French obstetrician Frederick Leboyer has died at the age of 98.
From long years delivering babies in the labour ward to his subsequent love affair with writing, he never ceased to advocate for more gentle, less medicalised births. His ideas have not always been well received by the medical community but one thing is certain – they have radically transformed the face of the modern delivery room.
Leboyer shot to fame more than 40 years ago, when his book "Birth Without Violence" was published in 1974. In it, he argued that there is one fundamental problem with modern childbirth – the well-being of babies is often forgotten in the equation.
Leboyer indeed believed that there was a tendency among doctors and midwives to overlook babies during childbirth, as they focused mostly on the mother's comfort. In France, this has led to many unnecessary caesarean sections being performed over the past decades.
Leboyer was vocal about this issue. In an interview with The Guardian newspaper in 2011, he went as far as saying that unless there was a legitimate medical reason for doctors to conduct caesarean sections, these procedures amounted to women "chickening out" of childbirth.
The inventor of water births?
Perhaps Leboyer's conviction that childbirth needed to be made more gentle stemmed from his personal experience. His own birth was traumatic, as his mother was forced to give birth during the First World War in dramatic conditions, with no anaesthetics. This story was the source of his lifelong fascination with childbirth, he said.
In his writings, Leboyer didn't stop at denouncing what he had seen in the delivery room. He dedicated his life to coming up with innovations to make childbirth a more pleasant and memorable experience for all those involved - including the baby.

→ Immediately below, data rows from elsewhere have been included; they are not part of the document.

//! Operation classification.
//!
//! Decides, for any instruction in the call graph, whether it denotes a
//! turtle drawing primitive, a classifier-prediction call, an ordinary
//! call, or a control-flow construct. Recognition is table-driven from
//! [`AnalysisConfig`]; anything the tables do not cover classifies as
//! `Other` rather than failing, since Python call graphs are routinely
//! incomplete.

mod provenance;

pub use provenance::resolve_operand;

use crate::callgraph::{CallGraphSource, ConstValue, InstrRef, Instruction, Operand};
use crate::config::AnalysisConfig;
use serde::{Deserialize, Serialize};

/// Resolved provenance class of one call operand.
#[derive(Debug, Clone, PartialEq, Eq, Hash, Serialize, Deserialize)]
pub enum Provenance {
    /// The value is a known constant.
    Constant(ConstValue),
    /// The value transitively originates from a classifier-prediction
    /// call.
    ClassifierDerived,
    /// Nothing conclusive is known statically.
    Unresolved,
}

/// Kind of turtle drawing primitive.
#[derive(Debug, Clone, Copy, PartialEq, Eq, Hash, Serialize, Deserialize)]
pub enum TurtleKind {
    /// Relative motion along the current heading.
    Move { backward: bool },
    /// Absolute position set (`goto` and friends).
    MoveTo,
    /// Relative rotation. `clockwise` distinguishes `right` from `left`.
    Turn { clockwise: bool },
    /// Absolute heading set.
    SetHeading,
    PenUp,
    PenDown,
    ColorSet,
    /// Drawing primitives that mark without changing the tracked state
    /// (`circle`, `dot`, `stamp`).
    OtherDraw,
}

/// A recognized turtle operation: the primitive kind plus the resolved
/// provenance class of each argument. This is also the
/// producing-instruction class recorded on shape-graph nodes.
#[derive(Debug, Clone, PartialEq, Eq, Hash, Serialize, Deserialize)]
pub struct TurtleOp {
    pub kind: TurtleKind,
    pub args: Vec<Provenance>,
}

impl TurtleOp {
    /// The single argument class, for unary primitives.
    pub fn arg(&self) -> Option<&Provenance> {
        self.args.first()
    }
}

/// Classification of one instruction.
#[derive(Debug, Clone, PartialEq, Eq)]
pub enum OpTag {
    /// A turtle drawing primitive.
    Turtle(TurtleOp),
    /// A classifier-prediction call; relevant only as a provenance
    /// source, never emitted into the shape graph.
    ClassifierCall { args: Vec<Provenance> },
    /// An ordinary call with at least one analyzable target.
    PlainCall,
    Branch,
    LoopHeader,
    /// Anything else: unanalyzable library calls, jumps, returns.
    Other,
}

/// Table-driven instruction classifier.
///
/// Holds only a borrow of the configuration; construction is free and
/// the classifier is stateless, so it can be shared across traversals.
pub struct OperationClassifier<'a> {
    config: &'a AnalysisConfig,
}

impl<'a> OperationClassifier<'a> {
    pub fn new(config: &'a AnalysisConfig) -> Self {
        Self { config }
    }

    /// Classify the instruction at `at`.
    ///
    /// Unknown instruction references classify as `Other`; validation has
    /// already rejected graphs where that would matter.
    pub fn classify<G: CallGraphSource>(&self, graph: &G, at: InstrRef) -> OpTag {
        let Some(instr) = graph.instruction(at) else {
            return OpTag::Other;
        };
        match instr {
            Instruction::Call {
                callee,
                operands,
                targets,
            } => {
                let resolve_args = |operands: &[Operand]| {
                    operands
                        .iter()
                        .map(|operand| {
                            provenance::resolve_operand(graph, self.config, at.node, operand)
                        })
                        .collect()
                };
                if let Some(kind) = self.turtle_kind(callee) {
                    OpTag::Turtle(TurtleOp {
                        kind,
                        args: resolve_args(operands),
                    })
                } else if self.is_classifier_call(callee) {
                    OpTag::ClassifierCall {
                        args: resolve_args(operands),
                    }
                } else if !targets.is_empty() {
                    OpTag::PlainCall
                } else {
                    OpTag::Other
                }
            }
            Instruction::Branch { .. } => OpTag::Branch,
            Instruction::LoopHeader { .. } => OpTag::LoopHeader,
            Instruction::Jump { .. } | Instruction::Return => OpTag::Other,
        }
    }

    /// Whether `callee` is a recognized classifier-prediction call.
    pub fn is_classifier_call(&self, callee: &str) -> bool {
        self.config
            .classifier_ops
            .iter()
            .any(|pattern| matches_callee(callee, pattern))
    }

    /// The turtle primitive kind for `callee`, if the tables recognize
    /// it.
    pub fn turtle_kind(&self, callee: &str) -> Option<TurtleKind> {
        let config = self.config;
        let matches = |table: &[String]| table.iter().any(|p| matches_callee(callee, p));
        if matches(&config.forward_ops) {
            Some(TurtleKind::Move { backward: false })
        } else if matches(&config.backward_ops) {
            Some(TurtleKind::Move { backward: true })
        } else if matches(&config.clockwise_turn_ops) {
            Some(TurtleKind::Turn { clockwise: true })
        } else if matches(&config.counter_turn_ops) {
            Some(TurtleKind::Turn { clockwise: false })
        } else if matches(&config.set_heading_ops) {
            Some(TurtleKind::SetHeading)
        } else if matches(&config.goto_ops) {
            Some(TurtleKind::MoveTo)
        } else if matches(&config.pen_up_ops) {
            Some(TurtleKind::PenUp)
        } else if matches(&config.pen_down_ops) {
            Some(TurtleKind::PenDown)
        } else if matches(&config.color_ops) {
            Some(TurtleKind::ColorSet)
        } else if matches(&config.other_draw_ops) {
            Some(TurtleKind::OtherDraw)
        } else {
            None
        }
    }
}

/// Match a resolved callee name against a table pattern.
///
/// A bare pattern matches the final dotted segment (`"forward"` matches
/// `"turtle.forward"` and `"t.forward"`); a dotted pattern matches as a
/// dotted suffix (`"sklearn.svm.SVC.predict"` matches fully-qualified
/// names only).
fn matches_callee(callee: &str, pattern: &str) -> bool {
    if pattern.contains('.') {
        callee == pattern
            || callee
                .strip_suffix(pattern)
                .is_some_and(|prefix| prefix.ends_with('.'))
    } else {
        callee.rsplit('.').next() == Some(pattern)
    }
}

#[cfg(test)]
mod tests {
    use super::*;
    use crate::callgraph::{MemoryCallGraphBuilder, Operand};

    fn classify_single(instr: Instruction) -> OpTag {
        let mut builder = MemoryCallGraphBuilder::new();
        let main = builder.add_node("script.main");
        let at = builder.push_instr(main, instr);
        let graph = builder.build();
        let config = AnalysisConfig::default();
        OperationClassifier::new(&config).classify(&graph, at)
    }

    #[test]
    fn bare_patterns_match_last_segment() {
        assert!(matches_callee("turtle.forward", "forward"));
        assert!(matches_callee("forward", "forward"));
        assert!(!matches_callee("turtle.fast_forward", "forward"));
    }

    #[test]
    fn dotted_patterns_match_as_suffix() {
        assert!(matches_callee("sklearn.svm.SVC.predict", "SVC.predict"));
        assert!(!matches_callee("sklearn.svm.MockSVC.predict", "SVC.predict"));
    }

    #[test]
    fn recognizes_turtle_move() {
        let tag = classify_single(Instruction::call(
            "turtle.forward",
            vec![Operand::Const(ConstValue::Int(10))],
        ));
        match tag {
            OpTag::Turtle(op) => {
                assert_eq!(op.kind, TurtleKind::Move { backward: false });
                assert_eq!(
                    op.arg(),
                    Some(&Provenance::Constant(ConstValue::Int(10)))
                );
            }
            other => panic!("expected turtle op, got {:?}", other),
        }
    }

    #[test]
    fn recognizes_classifier_call() {
        let tag = classify_single(Instruction::call(
            "model.predict",
            vec![Operand::Unknown],
        ));
        assert_eq!(
            tag,
            OpTag::ClassifierCall {
                args: vec![Provenance::Unresolved]
            }
        );
    }

    #[test]
    fn unresolved_library_call_is_other() {
        let tag = classify_single(Instruction::call("math.sqrt", vec![Operand::Unknown]));
        assert_eq!(tag, OpTag::Other);
    }

    #[test]
    fn turn_direction_is_distinguished() {
        let config = AnalysisConfig::default();
        let classifier = OperationClassifier::new(&config);
        assert_eq!(
            classifier.turtle_kind("turtle.right"),
            Some(TurtleKind::Turn { clockwise: true })
        );
        assert_eq!(
            classifier.turtle_kind("turtle.left"),
            Some(TurtleKind::Turn { clockwise: false })
        );
    }

    #[test]
    fn control_flow_tags() {
        assert_eq!(
            classify_single(Instruction::Branch { arms: vec![0, 0] }),
            OpTag::Branch
        );
        assert_eq!(
            classify_single(Instruction::LoopHeader { body: 0, exit: 0 }),
            OpTag::LoopHeader
        );
        assert_eq!(classify_single(Instruction::Return), OpTag::Other);
    }
}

Perhaps his most important contribution to the field of obstetrics - for which he will go down in history - is his assertion that a baby has "rights" during birth, and that these rights must be taken into account as much as those of the mother.

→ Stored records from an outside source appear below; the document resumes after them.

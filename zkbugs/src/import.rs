//! Import bugs from a spreadsheet of audit findings.
//!
//! Each row of the CSV export becomes a new bug directory containing a skeleton
//! `zkbugs_config.json`. The generated records are marked as not reproduced; descriptions,
//! locations and commands are filled in later, by hand or by [`enrich`](crate::enrich).

use crate::config::{Bug, BugConfig, Commands, Location, Source, CONFIG_FILE};
use anyhow::Error;
use regex::Regex;
use serde::Deserialize;
use std::fmt::{self, Display, Formatter};
use std::fs;
use std::path::{Path, PathBuf};
use std::sync::OnceLock;
use surf::Url;

/// Where audit reports committed to this repository are served from.
pub const REPORTS_URL: &str = "https://github.com/zksecurity/zkbugs/blob/main/";

/// One row of the findings spreadsheet.
#[derive(Clone, Debug, Default, Deserialize)]
pub struct Row {
    #[serde(rename = "Name")]
    pub name: String,
    #[serde(rename = "ZK Framework (Circuit only)")]
    pub framework: String,
    #[serde(rename = "Source Code", default)]
    pub source_code: String,
    #[serde(rename = "Fix", default)]
    pub fix: String,
    #[serde(rename = "Vulnerability", default)]
    pub vulnerability: String,
    #[serde(rename = "Root Cause", default)]
    pub root_cause: String,
    #[serde(rename = "Impact", default)]
    pub impact: String,
    #[serde(rename = "Source Link", default)]
    pub source_link: String,
}

/// An entry in `reports/reports.json`, recording the audited commit for each report.
#[derive(Clone, Debug, Deserialize)]
struct ReportEntry {
    #[serde(rename = "File")]
    file: String,
    #[serde(rename = "Commit", default)]
    commit: String,
}

/// Index of audit reports stored in the repository.
#[derive(Clone, Debug, Default)]
pub struct Reports(Vec<ReportEntry>);

impl Reports {
    /// Load the report index.
    ///
    /// A missing index is not an error: commits are then left empty.
    pub fn load(path: impl AsRef<Path>) -> Result<Self, Error> {
        let path = path.as_ref();
        if !path.exists() {
            tracing::warn!(
                "report index {} not found, commits will be left empty",
                path.display()
            );
            return Ok(Self::default());
        }
        let bytes = fs::read(path)?;
        let entries = serde_json::from_slice(&bytes)
            .map_err(|err| Error::msg(format!("{} is malformed: {err}", path.display())))?;
        Ok(Self(entries))
    }

    /// The audited commit for the report at `source_link`.
    pub fn commit(&self, source_link: &str) -> String {
        let file = source_link.replace("reports/", "");
        self.0
            .iter()
            .find(|report| report.file == file)
            .map(|report| report.commit.clone())
            .unwrap_or_default()
    }
}

/// The `owner/repo` part of a GitHub URL.
pub fn extract_project(url: &str) -> String {
    if !url.contains("github.com") {
        return String::new();
    }
    let Ok(url) = Url::parse(url) else {
        return String::new();
    };
    let parts = url
        .path_segments()
        .map(|segments| segments.filter(|s| !s.is_empty()).collect::<Vec<_>>())
        .unwrap_or_default();
    if parts.len() >= 2 {
        format!("{}/{}", parts[0], parts[1])
    } else {
        String::new()
    }
}

/// The commit hash referenced by a GitHub fix URL.
pub fn extract_fix_commit(fix_url: &str) -> String {
    static PATTERNS: OnceLock<Vec<Regex>> = OnceLock::new();
    let patterns = PATTERNS.get_or_init(|| {
        [
            r"commit/([a-f0-9]{40})",
            r"commits/([a-f0-9]{40})",
            r"files#diff-([a-f0-9]+)",
        ]
        .into_iter()
        .filter_map(|pattern| Regex::new(pattern).ok())
        .collect()
    });
    patterns
        .iter()
        .find_map(|re| re.captures(fix_url))
        .and_then(|caps| caps.get(1))
        .map(|m| m.as_str().to_string())
        .unwrap_or_default()
}

/// The auditing firm, for reports stored under `reports/documents/<auditor>-...`.
pub fn extract_auditor(source_link: &str) -> String {
    let parts = source_link.split('/').collect::<Vec<_>>();
    if parts.len() >= 3 && parts[0] == "reports" && parts[1] == "documents" {
        parts[2].split('-').next().unwrap_or_default().into()
    } else {
        String::new()
    }
}

/// Turn a finding title into a directory name.
pub fn sanitize_title(title: &str) -> String {
    title
        .chars()
        .filter_map(|c| match c {
            ' ' | '+' | '=' | '-' => Some('_'),
            '’' | '“' | '”' | '(' | ')' | '/' | '.' => None,
            c => Some(c),
        })
        .collect()
}

/// The location and contents of the record generated from one row.
#[derive(Clone, Debug)]
pub struct Imported {
    /// Path of the bug directory relative to the dataset root.
    pub dir: PathBuf,
    pub config: BugConfig,
}

/// Build the record for `row`.
pub fn record(row: &Row, reports: &Reports) -> Imported {
    let title = row.name.clone();
    let dsl = row.framework.trim();
    let source_code = row.source_code.trim();
    let fix = row.fix.trim();
    let source_link = row.source_link.trim();

    let mut project = extract_project(source_code);
    if project.is_empty() {
        project = extract_project(fix);
    }
    let auditor = extract_auditor(source_link);
    let with_auditor = |name: String| {
        if auditor.is_empty() {
            name
        } else {
            format!("{auditor}_{name}")
        }
    };
    let dir_name = with_auditor(sanitize_title(&title));
    let id_name = with_auditor(title.replace(' ', "_"));

    let dsl_dir = dsl.to_lowercase();
    let dir = [dsl_dir.as_str(), project.as_str(), dir_name.as_str()]
        .into_iter()
        .filter(|part| !part.is_empty())
        .collect::<PathBuf>();
    let rel_path = [dsl_dir.as_str(), project.as_str(), dir_name.as_str()]
        .into_iter()
        .filter(|part| !part.is_empty())
        .collect::<Vec<_>>()
        .join("/");
    let id = if project.is_empty() {
        id_name
    } else {
        format!("{project}/{id_name}")
    };
    let link = if auditor.is_empty() {
        source_link.to_string()
    } else {
        format!("{REPORTS_URL}{source_link}")
    };

    let bug = Bug {
        id,
        path: format!("dataset/{rel_path}"),
        project: format!("https://github.com/{project}"),
        commit: reports.commit(source_link),
        fix_commit: extract_fix_commit(fix),
        dsl: dsl.into(),
        vulnerability: row.vulnerability.trim().into(),
        impact: row.impact.trim().into(),
        root_cause: row.root_cause.trim().into(),
        reproduced: false,
        location: Location::default(),
        source: Source::audit_report(link, title.clone()),
        commands: Commands::empty(),
        ..Default::default()
    };
    Imported {
        dir,
        config: BugConfig::new(title, bug),
    }
}

/// Result of importing a spreadsheet.
#[derive(Clone, Copy, Debug, Default, PartialEq, Eq)]
pub struct ImportSummary {
    pub written: usize,
    pub skipped: usize,
}

impl Display for ImportSummary {
    fn fmt(&self, f: &mut Formatter) -> fmt::Result {
        write!(
            f,
            "Imported {} bugs ({} skipped)",
            self.written, self.skipped
        )
    }
}

/// Create a config for every row of the CSV file at `csv`.
///
/// Bugs which already have a config are skipped unless `force` is set.
pub fn import(
    csv: impl AsRef<Path>,
    dataset: impl AsRef<Path>,
    reports: &Reports,
    force: bool,
) -> Result<ImportSummary, Error> {
    let csv = csv.as_ref();
    let mut reader = csv::Reader::from_path(csv)
        .map_err(|err| Error::msg(format!("unable to open {}: {err}", csv.display())))?;
    let mut summary = ImportSummary::default();
    for (i, row) in reader.deserialize::<Row>().enumerate() {
        let row = match row {
            Ok(row) => row,
            Err(err) => {
                tracing::error!("row {} of {} is malformed: {err}", i + 1, csv.display());
                summary.skipped += 1;
                continue;
            }
        };
        let imported = record(&row, reports);
        let dir = dataset.as_ref().join(&imported.dir);
        let path = dir.join(CONFIG_FILE);
        if path.exists() && !force {
            tracing::warn!("{} already exists, skipping", path.display());
            summary.skipped += 1;
            continue;
        }
        fs::create_dir_all(&dir)?;
        imported.config.save(&path)?;
        tracing::info!("saved config: {}", path.display());
        summary.written += 1;
    }
    Ok(summary)
}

For Leboyer, ensuring these rights meant thinking about ways to make childbirth less destabilising for infants. He spent a long time thinking about the kind of environment that would make the transition from the womb to the world easier and ended up advocating for low lighting and low noise in a warm delivery room.

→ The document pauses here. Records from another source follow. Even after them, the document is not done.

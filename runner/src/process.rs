//! Running external tools.

use anyhow::Error;
use regex::Regex;
use std::io::{Read, Write};
use std::process::{Command, ExitStatus, Stdio};
use std::sync::OnceLock;
use std::thread;
use std::time::{Duration, Instant};

/// How often to check whether a child with a deadline has exited.
const POLL_INTERVAL: Duration = Duration::from_millis(50);

/// Captured output of a finished process.
#[derive(Clone, Debug)]
pub struct Output {
    pub status: ExitStatus,
    pub stdout: String,
    pub stderr: String,
}

impl Output {
    /// Standard output followed by standard error.
    pub fn combined(&self) -> String {
        format!("{}{}", self.stdout, self.stderr)
    }
}

/// Run `cmd` to completion, capturing its output, unless it takes longer than `timeout`.
///
/// A child which misses the deadline is killed and [`None`] is returned.
pub fn run_with_timeout(cmd: &mut Command, timeout: Duration) -> Result<Option<Output>, Error> {
    let mut child = cmd
        .stdin(Stdio::null())
        .stdout(Stdio::piped())
        .stderr(Stdio::piped())
        .spawn()?;

    // Drain both pipes while we wait, so a chatty child can't block on a full pipe.
    let stdout = child.stdout.take().map(drain);
    let stderr = child.stderr.take().map(drain);

    let start = Instant::now();
    let status = loop {
        if let Some(status) = child.try_wait()? {
            break status;
        }
        if start.elapsed() >= timeout {
            if let Err(err) = child.kill() {
                tracing::warn!("unable to kill process {}: {err}", child.id());
            }
            let _ = child.wait();
            return Ok(None);
        }
        thread::sleep(POLL_INTERVAL);
    };

    let join = |reader: Option<thread::JoinHandle<String>>| {
        reader
            .map(|reader| reader.join().unwrap_or_default())
            .unwrap_or_default()
    };
    Ok(Some(Output {
        status,
        stdout: join(stdout),
        stderr: join(stderr),
    }))
}

fn drain(mut pipe: impl Read + Send + 'static) -> thread::JoinHandle<String> {
    thread::spawn(move || {
        let mut buf = vec![];
        if let Err(err) = pipe.read_to_end(&mut buf) {
            tracing::warn!("error reading process output: {err}");
        }
        String::from_utf8_lossy(&buf).into_owned()
    })
}

/// Run `cmd` to completion, feeding it `input` on standard input.
///
/// The child's output goes to our terminal if `verbose`, and is discarded otherwise. Returns
/// whether the child exited successfully.
pub fn run_quiet(cmd: &mut Command, input: Option<&str>, verbose: bool) -> Result<bool, Error> {
    let output = || {
        if verbose {
            Stdio::inherit()
        } else {
            Stdio::null()
        }
    };
    let mut child = cmd
        .stdin(if input.is_some() {
            Stdio::piped()
        } else {
            Stdio::null()
        })
        .stdout(output())
        .stderr(output())
        .spawn()?;
    if let (Some(input), Some(mut stdin)) = (input, child.stdin.take()) {
        // The child may exit without reading its input; that is its business.
        if let Err(err) = stdin.write_all(input.as_bytes()) {
            tracing::debug!("unable to write to child stdin: {err}");
        }
    }
    Ok(child.wait()?.success())
}

/// Remove ANSI terminal escape sequences (colors, cursor movement) from `text`.
pub fn strip_ansi(text: &str) -> String {
    static ANSI: OnceLock<Regex> = OnceLock::new();
    let ansi = ANSI.get_or_init(|| {
        Regex::new(r"\x1B(?:[@-Z\\-_]|\[[0-?]*[ -/]*[@-~])").expect("static regex")
    });
    ansi.replace_all(text, "").into_owned()
}

#[cfg(test)]
mod test {
    use super::*;

    #[test]
    fn test_strip_ansi() {
        assert_eq!(
            strip_ansi("\x1b[1m\x1b[32mThe circuit is properly constrained\x1b[0m\n"),
            "The circuit is properly constrained\n"
        );
        assert_eq!(strip_ansi("plain"), "plain");
    }

    #[test]
    fn test_run_with_timeout() {
        let output = run_with_timeout(
            Command::new("sh").args(["-c", "echo out; echo err >&2; exit 3"]),
            Duration::from_secs(10),
        )
        .unwrap()
        .unwrap();
        assert_eq!(output.status.code(), Some(3));
        assert_eq!(output.stdout, "out\n");
        assert_eq!(output.stderr, "err\n");
        assert_eq!(output.combined(), "out\nerr\n");
    }

    #[test]
    fn test_run_with_timeout_expires() {
        let start = Instant::now();
        let output = run_with_timeout(
            Command::new("sh").args(["-c", "exec sleep 30"]),
            Duration::from_millis(200),
        )
        .unwrap();
        assert!(output.is_none());
        assert!(start.elapsed() < Duration::from_secs(10));
    }

    #[test]
    fn test_run_quiet() {
        assert!(run_quiet(
            Command::new("sh").args(["-c", "read line; test \"$line\" = abc"]),
            Some("abc\n"),
            false
        )
        .unwrap());
        assert!(!run_quiet(Command::new("sh").args(["-c", "exit 1"]), None, false).unwrap());
        assert!(run_quiet(&mut Command::new("this-program-does-not-exist"), None, false).is_err());
    }
}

More importantly, unless urgent medical attention was needed, he recommended putting the baby directly on the mother's belly after birth, for calming skin-to-skin contact and bonding.
He is also the inventor of the 'Leboyer bath' – a practice which consists in immersing babies in a small tub of warm water with their mothers, shortly after birth. Again, this is intended to to ease the transition from the womb to the world, and to strengthen the bond between women and infants.
Because of this, Leboyer has often mistakenly been described as the inventor of water births - an idea he vehemently rejected as he believed these births were not actually making infants more comfortable.